My own _personal view_ (coloured by the fact that I've been retired for the better part of a generation) is that the CF, at large, is piss poor to incompetent at 1, 2 and 3. The Government of Canada is weak to impotent at 4, and we, DND and the whole of government are barely acceptable at 5 and 6.


----------



## MedCorps (3 Aug 2015)

Old Sweat said:
			
		

> Not trying to be too cynical, but we have extreme difficulty getting past the first two with any sort of sensible result that can then drive the rest, especially the next one. Maybe that is too critical, so then add in a timely manner. One could also note that whining is not an acceptable management technique.



I think we are in the process of getting better at this with the new Joint Capability Based Planning.  

The Chief of Force Development (2-star) has created a number (10-12) mission-based scenario's that he envisions the CAF might become involved in in the next 10-30 years (horizon 3).  These scenario's have been endorsed by the CDS and I am told run by PCO (NSA) and PMO to ensure that these scenarios are acceptable and palatable to the Government in power. The scenarios range from a large domestic disaster to a large war joint fighting scenario and everything in-between. 

These scenarios are then being war gamed (3-4 week sessions) by the Joint Capabilities Planning Team using current capabilities or capabilities that are to be fielded in horizon one. Capability gaps found in the CAF's ability to conduct mission success in the mission-based scenarios are then going to be further war gamed to set the conditions for identifying capability requirements amongst the three services. I am told about about 2/3rd of the scenarios are complete so far with notable gaps identified in some situations.

Cheers, 

MC


----------



## Good2Golf (3 Aug 2015)

Agree with MC that #1 is getting somewhat better.  

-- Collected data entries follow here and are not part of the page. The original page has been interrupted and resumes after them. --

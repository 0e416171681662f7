//! Training infrastructure for the purse tokenizer.
//!
//! This module provides letter-pair counting and the merge learner that
//! grows a vocabulary one pairing at a time.

pub mod counter;
pub mod trainer;

pub use counter::{count_letter_pairings, count_letter_pairings_parallel, PairCounts, PairStat};
pub use trainer::{LearnedMerge, MergeTrainer, TrainingConfig};
//! Purse-tokenizer - High-level tokenizer API
//!
//! This crate ties the vocabulary, segmentation, greedy matching and merge
//! learning together behind a single `Tokenizer`.
//!
//! # Example
//!
//! ```rust
//! use purse_tokenizer::Tokenizer;
//!
//! let text = "Peter Piper picked a peck of pickled peppers";
//!
//! let mut tokenizer = Tokenizer::builder().iterations(5).build()?;
//! tokenizer.train(text);
//!
//! let tokens = tokenizer.tokenize(text);
//! assert_eq!(tokens.concat(), text);
//! # Ok::<(), purse_tokenizer::TokenizerError>(())
//! ```

// Re-export core types
pub use purse_core::{
    classify, is_letter_token, CharClass, GreedyEncoder, Result, Segment, Segments,
    TokenizerError, Vocabulary,
};
pub use purse_training::{LearnedMerge, PairCounts, TrainingConfig};

// Tokenizer API
pub mod tokenizer;
pub use tokenizer::{Tokenizer, TokenizerBuilder, TokenizerConfig};

/// Library version
pub const VERSION: &str = env!("CARGO_PKG_VERSION");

#2 still seems to many to be an ongoing battle over rice and how big each service's bowl is.  

#3 just plain scares the heck out of many folks and it will take courage to trim/constrain other starts so that #3 can be done properly.  

#4 is what it is, and people have to accept that industrial resilience costs but there is a case for it within the Nation's interests.

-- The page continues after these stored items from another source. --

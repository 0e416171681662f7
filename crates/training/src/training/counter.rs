//! Pair counting for merge learning.
//!
//! Counts adjacent token pairs in a tokenized stream, keyed by the
//! concatenation of the two tokens. Only pairs where both tokens are made
//! purely of letters are counted, so a learned token can never absorb a
//! space or a symbol.

use ahash::AHashMap;
use compact_str::CompactString;
use purse_core::is_letter_token;
use rayon::prelude::*;

/// Statistics for one pairing.
#[derive(Debug, Clone, Copy, PartialEq, Eq)]
pub struct PairStat {
    /// Number of occurrences
    pub count: u64,
    /// Index of the left token of the first occurrence
    pub first_seen: usize,
}

/// Pair-count table built from a single tokenization pass.
#[derive(Debug, Clone, Default, PartialEq, Eq)]
pub struct PairCounts {
    pairs: AHashMap<CompactString, PairStat>,
}

impl PairCounts {
    /// Create a new empty table.
    pub fn new() -> Self {
        Self::default()
    }

    /// Record one occurrence of the pair `(left, right)` at token index `idx`.
    pub fn record(&mut self, left: &str, right: &str, idx: usize) {
        let mut key = CompactString::with_capacity(left.len() + right.len());
        key.push_str(left);
        key.push_str(right);

        self.pairs
            .entry(key)
            .and_modify(|stat| {
                stat.count += 1;
                stat.first_seen = stat.first_seen.min(idx);
            })
            .or_insert(PairStat {
                count: 1,
                first_seen: idx,
            });
    }

    /// Fold another table into this one.
    pub fn merge(&mut self, other: PairCounts) {
        for (key, theirs) in other.pairs {
            self.pairs
                .entry(key)
                .and_modify(|ours| {
                    ours.count += theirs.count;
                    ours.first_seen = ours.first_seen.min(theirs.first_seen);
                })
                .or_insert(theirs);
        }
    }

    /// Count for a pairing, by its concatenated form.
    #[inline]
    pub fn get(&self, pairing: &str) -> Option<u64> {
        self.pairs.get(pairing).map(|stat| stat.count)
    }

    #[inline]
    pub fn contains(&self, pairing: &str) -> bool {
        self.pairs.contains_key(pairing)
    }

    /// Number of distinct pairings.
    #[inline]
    pub fn len(&self) -> usize {
        self.pairs.len()
    }

    #[inline]
    pub fn is_empty(&self) -> bool {
        self.pairs.is_empty()
    }

    /// Iterate over `(pairing, count)` in no particular order.
    pub fn iter(&self) -> impl Iterator<Item = (&str, u64)> {
        self.pairs.iter().map(|(k, stat)| (k.as_str(), stat.count))
    }

    /// The pairing to merge next.
    ///
    /// Highest count wins. Among equal counts the pairing seen earliest in
    /// the token stream wins, so the choice never depends on hash order.
    pub fn most_frequent(&self) -> Option<(&str, u64)> {
        self.pairs
            .iter()
            .max_by(|(_, a), (_, b)| {
                a.count
                    .cmp(&b.count)
                    .then_with(|| b.first_seen.cmp(&a.first_seen))
            })
            .map(|(k, stat)| (k.as_str(), stat.count))
    }

    /// Pairings sorted by descending count, earliest first on ties.
    pub fn ranked(&self) -> Vec<(&str, u64)> {
        let mut entries: Vec<_> = self.pairs.iter().collect();
        entries.sort_unstable_by(|(_, a), (_, b)| {
            b.count
                .cmp(&a.count)
                .then_with(|| a.first_seen.cmp(&b.first_seen))
        });
        entries
            .into_iter()
            .map(|(k, stat)| (k.as_str(), stat.count))
            .collect()
    }
}

/// Count adjacent letter-only pairings in a token stream.
pub fn count_letter_pairings<S: AsRef<str>>(tokens: &[S]) -> PairCounts {
    let mut counts = PairCounts::new();

    for (idx, window) in tokens.windows(2).enumerate() {
        let (left, right) = (window[0].as_ref(), window[1].as_ref());
        if is_letter_token(left) && is_letter_token(right) {
            counts.record(left, right, idx);
        }
    }

    counts
}

/// Parallel version of [`count_letter_pairings`].
///
/// Produces exactly the same table, including first-seen positions.
pub fn count_letter_pairings_parallel<S>(tokens: &[S]) -> PairCounts
where
    S: AsRef<str> + Sync,
{
    tokens
        .par_windows(2)
        .enumerate()
        .fold(PairCounts::new, |mut counts, (idx, window)| {
            let (left, right) = (window[0].as_ref(), window[1].as_ref());
            if is_letter_token(left) && is_letter_token(right) {
                counts.record(left, right, idx);
            }
            counts
        })
        .reduce(PairCounts::new, |mut acc, counts| {
            acc.merge(counts);
            acc
        })
}

#[cfg(test)]
mod tests {
    use super::*;

    #[test]
    fn test_count_basic_pairing() {
        let counts = count_letter_pairings(&["h", "e", "l", "l", "o"]);
        assert_eq!(counts.len(), 4);
        for pair in ["he", "el", "ll", "lo"] {
            assert_eq!(counts.get(pair), Some(1), "{pair}");
        }
    }

    #[test]
    fn test_count_repeated_pairing() {
        let counts = count_letter_pairings(&["p", "e", "p", "p", "e", "r"]);
        assert_eq!(counts.get("pe"), Some(2));
        assert_eq!(counts.get("pp"), Some(1));
        assert_eq!(counts.get("er"), Some(1));
        assert_eq!(counts.get("ep"), Some(1));
    }

    #[test]
    fn test_count_ignores_non_letter_pairings() {
        let counts = count_letter_pairings(&["h", "i", " ", "t", "h", "e", "r", "e"]);
        let mut pairs: Vec<_> = counts.iter().collect();
        pairs.sort_unstable();
        assert_eq!(
            pairs,
            vec![("er", 1), ("he", 1), ("hi", 1), ("re", 1), ("th", 1)]
        );
        assert!(!counts.contains(" t"));
        assert!(!counts.contains("i "));
    }

    #[test]
    fn test_count_no_pairings() {
        assert!(count_letter_pairings(&["!", "@", " "]).is_empty());
        assert!(count_letter_pairings::<&str>(&[]).is_empty());
        assert!(count_letter_pairings(&["a"]).is_empty());
    }

    #[test]
    fn test_count_mixed_content() {
        let counts = count_letter_pairings(&["t", "h", ":", " ", "o", "k", "!"]);
        assert!(counts.contains("th"));
        assert!(counts.contains("ok"));
        assert!(!counts.contains("h:"));
        assert!(!counts.contains(": "));
        assert!(!counts.contains("k!"));
    }

    #[test]
    fn test_multi_char_tokens_are_concatenated() {
        let counts = count_letter_pairings(&["pe", "p", "per", "s"]);
        assert_eq!(counts.get("pep"), Some(1));
        assert_eq!(counts.get("pper"), Some(1));
        assert_eq!(counts.get("pers"), Some(1));
    }

    #[test]
    fn test_mixed_class_token_is_excluded() {
        let counts = count_letter_pairings(&["a", "o ", "b"]);
        assert!(counts.is_empty());
    }

    #[test]
    fn test_most_frequent_prefers_count() {
        let counts = count_letter_pairings(&["a", "b", " ", "c", "d", " ", "c", "d"]);
        assert_eq!(counts.most_frequent(), Some(("cd", 2)));
    }

    #[test]
    fn test_most_frequent_tie_goes_to_first_seen() {
        let counts = count_letter_pairings(&["h", "e", "l", "l", "o"]);
        assert_eq!(counts.most_frequent(), Some(("he", 1)));

        let counts = count_letter_pairings(&["x", "y", " ", "a", "b", " ", "a", "b", " ", "x", "y"]);
        assert_eq!(counts.most_frequent(), Some(("xy", 2)));
    }

    #[test]
    fn test_most_frequent_empty() {
        assert_eq!(PairCounts::new().most_frequent(), None);
    }

    #[test]
    fn test_ranked() {
        let counts = count_letter_pairings(&["p", "e", "p", "p", "e", "r"]);
        let ranked = counts.ranked();
        assert_eq!(ranked[0], ("pe", 2));
        assert_eq!(ranked[1], ("ep", 1));
        assert_eq!(ranked.len(), 4);
    }

    #[test]
    fn test_parallel_matches_sequential() {
        let text = "Peter Piper picked a peck of pickled peppers ".repeat(50);
        let tokens: Vec<String> = text.chars().map(|c| c.to_string()).collect();

        let sequential = count_letter_pairings(&tokens);
        let parallel = count_letter_pairings_parallel(&tokens);

        assert_eq!(sequential, parallel);
        assert_eq!(sequential.most_frequent(), parallel.most_frequent());
        assert_eq!(sequential.get("pe"), Some(200));
    }
}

#5 is doable so long as #3 is set-up properly, then #5 is (or should be) "just follow the agreed plan."

#6 often seems to be a surprise...not just how much to disposal will require, but doing it...when the time comes.  It seems that in some cases, the assets are telling US when they're packing it in (AORs and DDHs for example).


----------



## Kirkhill (3 Aug 2015)

Good2Golf said:
			
		

> Agree with MC that #1 is getting somewhat better.
> 
> #2 still seems to many to be an ongoing battle over rice and how big each service's bowl is.
> 
> ...



So, are you saying the CF has "Commitment Issues"?


----------



## Good2Golf (3 Aug 2015)

Kirkhill said:
			
		

> So, are you saying the CF has "Commitment Issues"?

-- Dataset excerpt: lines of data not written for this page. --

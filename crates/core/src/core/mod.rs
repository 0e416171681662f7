//! Core vocabulary storage.

pub mod vocab;

pub use vocab::Vocabulary;
//! Shared output for the CLI commands.

use anyhow::Result as AnyhowResult;
use purse_tokenizer::{LearnedMerge, Tokenizer, Vocabulary};
use serde::Serialize;

/// Pairings listed as candidates for the next merge.
const TOP_PAIRINGS: usize = 5;

/// A pairing and its count in the final tokenization.
#[derive(Debug, PartialEq, Eq, Serialize)]
pub struct Pairing {
    pub pairing: String,
    pub count: u64,
}

/// Everything a command prints about one run.
#[derive(Serialize)]
pub struct Report<'a> {
    pub merges: &'a [LearnedMerge],
    pub vocabulary: &'a Vocabulary,
    pub tokens: Vec<&'a str>,
    pub next_pairings: Vec<Pairing>,
}

impl<'a> Report<'a> {
    pub fn new(tokenizer: &'a Tokenizer, text: &'a str) -> Self {
        let tokens = tokenizer.tokenize(text);
        let next_pairings = tokenizer
            .count_letter_pairings(&tokens)
            .ranked()
            .into_iter()
            .take(TOP_PAIRINGS)
            .map(|(pairing, count)| Pairing {
                pairing: pairing.to_string(),
                count,
            })
            .collect();

        Self {
            merges: tokenizer.learned_merges(),
            vocabulary: tokenizer.vocab(),
            tokens,
            next_pairings,
        }
    }

    /// Print as JSON or as plain text.
    pub fn print(&self, json: bool) -> AnyhowResult<()> {
        if json {
            println!("{}", serde_json::to_string_pretty(self)?);
            return Ok(());
        }

        if !self.merges.is_empty() {
            println!("Learned merges:");
            for merge in self.merges {
                println!(
                    "  {:>3}. {:?} (frequency: {})",
                    merge.rank + 1,
                    merge.token,
                    merge.count
                );
            }
            println!();
        }

        println!(
            "Vocabulary ({} tokens): {:?}",
            self.vocabulary.len(),
            self.vocabulary.sorted()
        );
        println!("Tokens ({}): {:?}", self.tokens.len(), self.tokens);

        if !self.next_pairings.is_empty() {
            println!("Next pairings:");
            for Pairing { pairing, count } in &self.next_pairings {
                println!("  {pairing:?}: {count}");
            }
        }

        Ok(())
    }
}

#[cfg(test)]
mod tests {
    use super::*;
    use crate::commands::demo::SAMPLE;

    #[test]
    fn test_report_serializes_tokens() {
        let mut tokenizer = Tokenizer::new();
        tokenizer.learn_from_text(SAMPLE, 5);

        let report = Report::new(&tokenizer, SAMPLE);
        let json = serde_json::to_value(&report).unwrap();

        let tokens: Vec<&str> = json["tokens"]
            .as_array()
            .unwrap()
            .iter()
            .map(|t| t.as_str().unwrap())
            .collect();
        assert_eq!(tokens.concat(), SAMPLE);
        assert!(tokens.contains(&"pick"));
        assert_eq!(
            json["vocabulary"],
            serde_json::json!(["ck", "pe", "per", "pi", "pick"])
        );
        assert_eq!(json["merges"][0]["token"], "pe");
        assert_eq!(json["merges"][0]["count"], 4);
        assert!(report.print(false).is_ok());
    }

    #[test]
    fn test_next_pairings_ranked() {
        let tokenizer = Tokenizer::new();
        let report = Report::new(&tokenizer, SAMPLE);

        assert_eq!(report.next_pairings.len(), TOP_PAIRINGS);
        assert_eq!(
            report.next_pairings[0],
            Pairing {
                pairing: "pe".to_string(),
                count: 4
            }
        );
        assert!(report.merges.is_empty());
    }

    #[test]
    fn test_next_pairings_empty_without_letters() {
        let tokenizer = Tokenizer::new();
        let report = Report::new(&tokenizer, "42 !?");
        assert!(report.next_pairings.is_empty());
        assert_eq!(report.tokens, vec!["4", "2", " ", "!", "?"]);
    }
}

I wouldn't limit it just to DND, nor would I limit it to Government...it also applies to industry and private individuals; it is only the scale that makes it seem like a larger issue for the Gov't/DND.  Heck, people buy cars based on a capital acquisition price and usually don't take into account the through-life cycle costs.  If citizens are crappy at that, why should we expect our government to be any better at it?  :nod:

[/cynical view ends]

Regards
G2G


----------



## Baz (3 Aug 2015)

#2: I've had lots of talks about this, given what I do.

The CF (Canadian Government) is deafly afraid of a spiral program; their worry comes from "scope creep."  Unfortuantely, these systems are too complex to get the requirement right.  There needs to be a better try, fix, try, fix system in place...

DRDCs need to be better involved.  They are where the big brains figure things out.

We need to encourage feedback of good ideas into Canadian Industry.  The fleets try, DRDC thinks, and the good things are passed to industry to implement for us and to sell to others.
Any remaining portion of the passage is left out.